Работали мы по-советски, по-комсомольски. Бригада у нас славная подобралась — никто не сачковал, не прикидывался больным. Здоровье, конечно, таяло. Похудела я, кашель противный привязался. И тут случилось чудо. Переводят меня из этого гиблого лагпункта Большая Кяма, который подчинялся Карелии, в Кировскую область. В подсобное хозяйство тамошнего лагеря. Почему? Как? Могу догадываться. Лагерное начальство видело, как я хорошо работала, видело, что не жалела себя, видело, что чахнуть начала.
Больше года я пробыла на известковых разработках. Год тот можно засчитать за десять…
Ожила я на новом месте, в совхозе номер три. Работали на полях, на ферме. Сенокос, уборка картошки. За лошадьми ходили, коров доили. Пригодилась деревенская закваска — могла и траву косить, и коров доить.

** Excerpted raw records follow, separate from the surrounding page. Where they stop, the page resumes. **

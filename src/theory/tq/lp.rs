/*!
An in-house two-phase simplex, used as the LP oracle behind the TQ theory.

`spec.md` §9 treats the choice of LP algorithm as immaterial: the contract is simply
`(A, b, c) -> {optimal-with-value, unbounded, infeasible}`. No LP crate appears anywhere in the
example pack, so this is written by hand rather than imported, using Bland's rule to avoid
cycling on degenerate tableaus.
*/

/// The result of solving `maximize c.y subject to A y <= b, y >= 0`.
#[derive(Clone, Copy, Debug, PartialEq)]
pub enum LpStatus {
    Optimal(f64),
    Unbounded,
    Infeasible,
}

const EPSILON: f64 = 1e-9;

/// Solves `maximize c . y` subject to `A y <= b`, `y >= 0`. Rows of `A`/`b` may have any sign of
/// `b`; negative-RHS rows are normalised internally and solved via a phase-1 artificial
/// objective before phase 2 optimises `c`.
pub fn solve(a: &[Vec<f64>], b: &[f64], c: &[f64]) -> LpStatus {
    let m = a.len();
    let n = if m == 0 { c.len() } else { a[0].len() };
    if m == 0 {
        // No constraints: unbounded unless c is entirely non-positive (optimum at origin).
        return if c.iter().all(|&ci| ci <= EPSILON) {
            LpStatus::Optimal(0.0)
        } else {
            LpStatus::Unbounded
        };
    }

    // Column layout: n decision vars, then one slack-or-surplus per row, then one artificial per
    // row whose normalised RHS required a `>=` flip.
    let mut needs_artificial = vec![false; m];
    let mut rows: Vec<Vec<f64>> = Vec::with_capacity(m);
    let mut rhs: Vec<f64> = Vec::with_capacity(m);
    for i in 0..m {
        let mut row = a[i].clone();
        let mut bi = b[i];
        if bi < 0.0 {
            for v in row.iter_mut() {
                *v = -*v;
            }
            bi = -bi;
            needs_artificial[i] = true;
        }
        rows.push(row);
        rhs.push(bi);
    }

    let slack_count = m;
    let artificial_cols: Vec<usize> = (0..m).filter(|&i| needs_artificial[i]).collect();
    let total_cols = n + slack_count + artificial_cols.len();

    let mut tableau = vec![vec![0.0f64; total_cols + 1]; m];
    let mut basis = vec![0usize; m];
    let mut art_col_of_row = vec![None; m];
    let mut next_artificial = n + slack_count;
    for i in 0..m {
        for j in 0..n {
            tableau[i][j] = rows[i][j];
        }
        let slack_col = n + i;
        tableau[i][slack_col] = if needs_artificial[i] { -1.0 } else { 1.0 };
        tableau[i][total_cols] = rhs[i];
        if needs_artificial[i] {
            tableau[i][next_artificial] = 1.0;
            basis[i] = next_artificial;
            art_col_of_row[i] = Some(next_artificial);
            next_artificial += 1;
        } else {
            basis[i] = slack_col;
        }
    }

    if !artificial_cols.is_empty() {
        let mut phase1_obj = vec![0.0f64; total_cols];
        for &col in art_col_of_row.iter().flatten() {
            phase1_obj[col] = -1.0;
        }
        let status = run_simplex(&mut tableau, &mut basis, &phase1_obj, total_cols);
        if status == LpStatus::Unbounded {
            // Phase 1 is bounded above by 0 by construction; treat as an internal error guard.
            return LpStatus::Infeasible;
        }
        let phase1_value = phase1_row_value(&tableau, &basis, &phase1_obj, m);
        if phase1_value.abs() > 1e-6 {
            return LpStatus::Infeasible;
        }
        // Drive any artificial variable still in the basis at zero level out, if possible.
        for i in 0..m {
            if let Some(col) = art_col_of_row[i] {
                if basis[i] == col {
                    if let Some(j) = (0..n + slack_count).find(|&j| tableau[i][j].abs() > EPSILON) {
                        pivot(&mut tableau, &mut basis, i, j);
                    }
                }
            }
        }
    }

    let mut c_ext = vec![0.0f64; total_cols];
    c_ext[..n].copy_from_slice(c);

    match run_simplex(&mut tableau, &mut basis, &c_ext, total_cols) {
        LpStatus::Unbounded => LpStatus::Unbounded,
        _ => {
            let value: f64 = (0..m).map(|i| c_ext[basis[i]] * tableau[i][total_cols]).sum();
            LpStatus::Optimal(value)
        }
    }
}

fn phase1_row_value(tableau: &[Vec<f64>], basis: &[usize], obj: &[f64], m: usize) -> f64 {
    let total_cols = tableau[0].len() - 1;
    (0..m).map(|i| obj[basis[i]] * tableau[i][total_cols]).sum()
}

/// Runs the simplex method (maximizing `obj`) to optimality using Bland's rule, mutating
/// `tableau`/`basis` in place. Returns `Unbounded` if an entering column has no limiting row;
/// otherwise `Optimal` (the caller reads the value off `tableau`/`basis`).
fn run_simplex(tableau: &mut [Vec<f64>], basis: &mut [usize], obj: &[f64], total_cols: usize) -> LpStatus {
    let m = tableau.len();
    loop {
        // Reduced costs: obj[j] - sum_i(obj[basis[i]] * tableau[i][j]).
        let reduced: Vec<f64> = (0..total_cols)
            .map(|j| obj[j] - (0..m).map(|i| obj[basis[i]] * tableau[i][j]).sum::<f64>())
            .collect();
        let Some(pivot_col) = (0..total_cols).find(|&j| reduced[j] > EPSILON) else {
            return LpStatus::Optimal(0.0);
        };
        let mut best_row: Option<usize> = None;
        let mut best_ratio = f64::INFINITY;
        for i in 0..m {
            if tableau[i][pivot_col] > EPSILON {
                let ratio = tableau[i][total_cols] / tableau[i][pivot_col];
                if ratio < best_ratio - EPSILON || (ratio < best_ratio + EPSILON && best_row.map(|r| basis[r] > basis[i]).unwrap_or(true)) {
                    best_ratio = ratio;
                    best_row = Some(i);
                }
            }
        }
        let Some(pivot_row) = best_row else {
            return LpStatus::Unbounded;
        };
        pivot(tableau, basis, pivot_row, pivot_col);
    }
}

#[allow(clippy::needless_range_loop)]
fn pivot(tableau: &mut [Vec<f64>], basis: &mut [usize], row: usize, col: usize) {
    let total_cols = tableau[0].len();
    let pivot_val = tableau[row][col];
    for v in tableau[row].iter_mut() {
        *v /= pivot_val;
    }
    for i in 0..tableau.len() {
        if i == row {
            continue;
        }
        let factor = tableau[i][col];
        if factor.abs() > EPSILON {
            for j in 0..total_cols {
                tableau[i][j] -= factor * tableau[row][j];
            }
        }
    }
    basis[row] = col;
}

#[cfg(test)]
mod tests {
    use super::*;

    #[test]
    fn feasible_region_reports_optimal() {
        // x <= 1, maximize x.
        let status = solve(&[vec![1.0]], &[1.0], &[1.0]);
        assert_eq!(status, LpStatus::Optimal(1.0));
    }

    #[test]
    fn infeasible_when_rows_contradict() {
        // x <= -1 with x >= 0 is infeasible.
        let status = solve(&[vec![1.0]], &[-1.0], &[1.0]);
        assert_eq!(status, LpStatus::Infeasible);
    }

    #[test]
    fn unbounded_objective() {
        // x >= 0 unconstrained above, maximize x.
        let status = solve(&[vec![0.0]], &[1.0], &[1.0]);
        assert_eq!(status, LpStatus::Unbounded);
    }
}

Идут дни. Поправилась я, кашель меня оставил, руки перестали ныть, пальцы зажили. Пригляделась ко мне знаменитая в лагере бригадирша тетя Соня, украинка. Руки мои мозолистые потрогала и взяла к себе в бригаду. Не подвела я ее — всегда моя фамилия была на Красной доске.

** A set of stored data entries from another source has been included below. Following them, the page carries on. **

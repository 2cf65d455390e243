/*!
Solver configuration.

Considerably smaller than the teacher's `Config`, which carries a `ConfigOption<T>` wrapper per
knob for VSIDS weighting, restart scheduling, LBD-based clause deletion, phase saving and
polarity bias. Those are all search-performance optimisations explicitly out of scope here (see
`spec.md` §1's non-goals and §9's design notes); the only knobs this solver actually needs are
which theory to run and how that theory should treat variables with no sign constraint.
*/

use std::time::Duration;

/// Which theory the coordinator should consult alongside the SAT core.
#[derive(Clone, Copy, Debug, Eq, PartialEq)]
pub enum TheoryKind {
    /// No theory constraints beyond propositional logic.
    Prop,

    /// Equality with uninterpreted functions, decided by congruence closure.
    Uf,

    /// Linear arithmetic over the rationals, decided by reduction to LP feasibility.
    Tq,
}

#[derive(Clone, Debug)]
pub struct Config {
    pub theory: TheoryKind,

    /// Whether TQ should realise each variable as `x+ - x-` to support negative values, rather
    /// than assuming every variable is non-negative (`spec.md` §3).
    pub support_negative_vars: bool,

    /// An optional cooperative deadline checked between main-loop iterations. Not part of the
    /// core contract (`spec.md` §5 treats cancellation as out of scope); present because a CLI
    /// or embedding caller may still want one.
    pub time_limit: Option<Duration>,
}

impl Config {
    pub fn new(theory: TheoryKind) -> Self {
        Config {
            theory,
            support_negative_vars: false,
            ..Default::default()
        }
    }
}

impl Default for Config {
    fn default() -> Self {
        Config {
            theory: TheoryKind::Prop,
            support_negative_vars: false,
            time_limit: None,
        }
    }
}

Тетя Соня была в оккупации, учительница немецкого языка. Узнали немцы про это, заставили ее переводить. У нее двое деток осталось. Иногда плакала в уголке барака, тихонько причитала: «Какой я враг народа…»
Руководил нами, нашими четырьмя бригадами, немец. Он агроном. А взяли его за то, что немец. Его предки когда-то давно, при царе Горохе, переехали в Поволжье. Немец — значит, враг, шпион. Звали мы нашего начальника в шутку Кайзером, императором, если перевести. Не обижался. Незлобливый и хозяйственный мужик. Никогда голос не повышал.

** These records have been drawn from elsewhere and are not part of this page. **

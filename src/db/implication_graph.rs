/*!
The implication graph: for each assigned variable, the decision level at which it was assigned
and the antecedent clause that forced it (or none, for a decision).

Mirrors `spec.md` §3's `ImplicationNode`/`ImplicationGraph`. Lookup is by variable; the sign of
the literal actually assigned is recovered from the node.
*/

use std::collections::HashMap;

use crate::structures::literal::IntLit;

/// A clause index, or a decision (no antecedent).
#[derive(Clone, Copy, Debug, Eq, PartialEq)]
pub enum Antecedent {
    /// The literal was chosen by `decide`.
    Decision,

    /// The literal was forced by unit propagation from the named clause.
    Clause(usize),
}

/// A single node of the implication graph.
#[derive(Clone, Copy, Debug)]
pub struct ImplicationNode {
    pub literal: IntLit,
    pub level: u32,
    pub antecedent: Antecedent,
}

/// The placeholder antecedent used while a conflicting clause has not yet been attributed to a
/// variable (`spec.md` §3's reserved `CONFLICT_ID`). Kept as a distinct sentinel variable id
/// rather than folded into `Antecedent` so the resolution starting point can be looked up the
/// same way as any other node.
pub const CONFLICT_VAR: u32 = 0;

#[derive(Default)]
pub struct ImplicationGraph {
    by_var: HashMap<u32, ImplicationNode>,
    by_level: HashMap<u32, Vec<u32>>,
}

impl ImplicationGraph {
    pub fn new() -> Self {
        Self::default()
    }

    /// Adds a node for `literal`, assigned at `level` because of `antecedent`.
    pub fn add_node(&mut self, literal: IntLit, level: u32, antecedent: Antecedent) {
        let var = literal.var();
        self.by_var.insert(var, ImplicationNode { literal, level, antecedent });
        self.by_level.entry(level).or_default().push(var);
    }

    /// Marks that the clause at `clause_idx` is the (not yet resolved) conflicting clause found
    /// at `level`.
    pub fn add_conflict(&mut self, level: u32, clause_idx: usize) {
        self.by_var.insert(
            CONFLICT_VAR,
            ImplicationNode {
                literal: IntLit(0),
                level,
                antecedent: Antecedent::Clause(clause_idx),
            },
        );
    }

    pub fn node(&self, var: u32) -> Option<&ImplicationNode> {
        self.by_var.get(&var)
    }

    pub fn level_of(&self, var: u32) -> u32 {
        self.by_var
            .get(&var)
            .map(|n| n.level)
            .unwrap_or_else(|| panic!("variable {var} has no implication-graph node"))
    }

    /// Variables assigned at `level`, in the order they were assigned.
    pub fn vars_at_level(&self, level: u32) -> &[u32] {
        self.by_level.get(&level).map(|v| v.as_slice()).unwrap_or(&[])
    }

    /// Drops every node (and level bookkeeping) above `target_level`.
    pub fn backjump(&mut self, target_level: u32) {
        self.by_var.retain(|_, node| node.level <= target_level);
        self.by_level.retain(|&level, _| level <= target_level);
    }
}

Построение в восемь утра. Охрана с винтовками, с овчарками. Идем на работу. Жили мы в домах — небольшие дома, нельзя сказать, что бараки. Нары в два этажа. Баня была, клуб. Концерты частенько проводились. Зэковская самодеятельность. И я записалась в кружок. Песни пели и хоровод водили.
Про голод уже забывать стали. Деньжата кое-какие нам выплачивали, можно в магазине лагерном что-то купить из продуктов для подкрепления здоровья.
Некоторые подруги еще в архангельском лагере писали просьбы о помиловании, слали покаянные письма, просили пересмотреть дело, выпустить на волю, где они неустанным трудом докажут свою преданность товарищу Сталину. Меня подбивали писать. Я смеялась над ними. Я поняла, кто стоит у власти, какой людоед наш капитан, наш рулевой. Висел такой плакат у нас в лагере — Сталин в шинели стоит за штурвалом корабля.
Радость у нас случалась, когда письмо получали с воли. Мне Мосин не писал. Не писали друзья. Видимо, боялись. Письма от сестры приходили. Анастасия давала инструкцию, такую, как и раньше, когда я была на известковых разработках: «Работай получше, работа и труд всё перетрут. Трудись усердно, и ты долго не будешь в лагере». Писала, что Женечка растет здоровенькая. Обо мне — где я, что я — дочечке, очевидно, не рассказывали.
Уже позже я узнала, что Анастасию убрали из обкома партии, послали в Паданы, но и там вскоре уволили из райкома. Когда вернулась из заключения, я читала ее личное дело. Выписала кое-что из него. Вот сейчас найду, оно здесь, в папке.
Читаем: «Анастасия Васильевна Коллиева — инициативный, энергичный работник. Любит доводить дело до конца. Требовательна. Чутко относилась к запросам и нуждам трудящихся.
Не избрана на партийную работу в связи с компрометирующими данными ее сестры».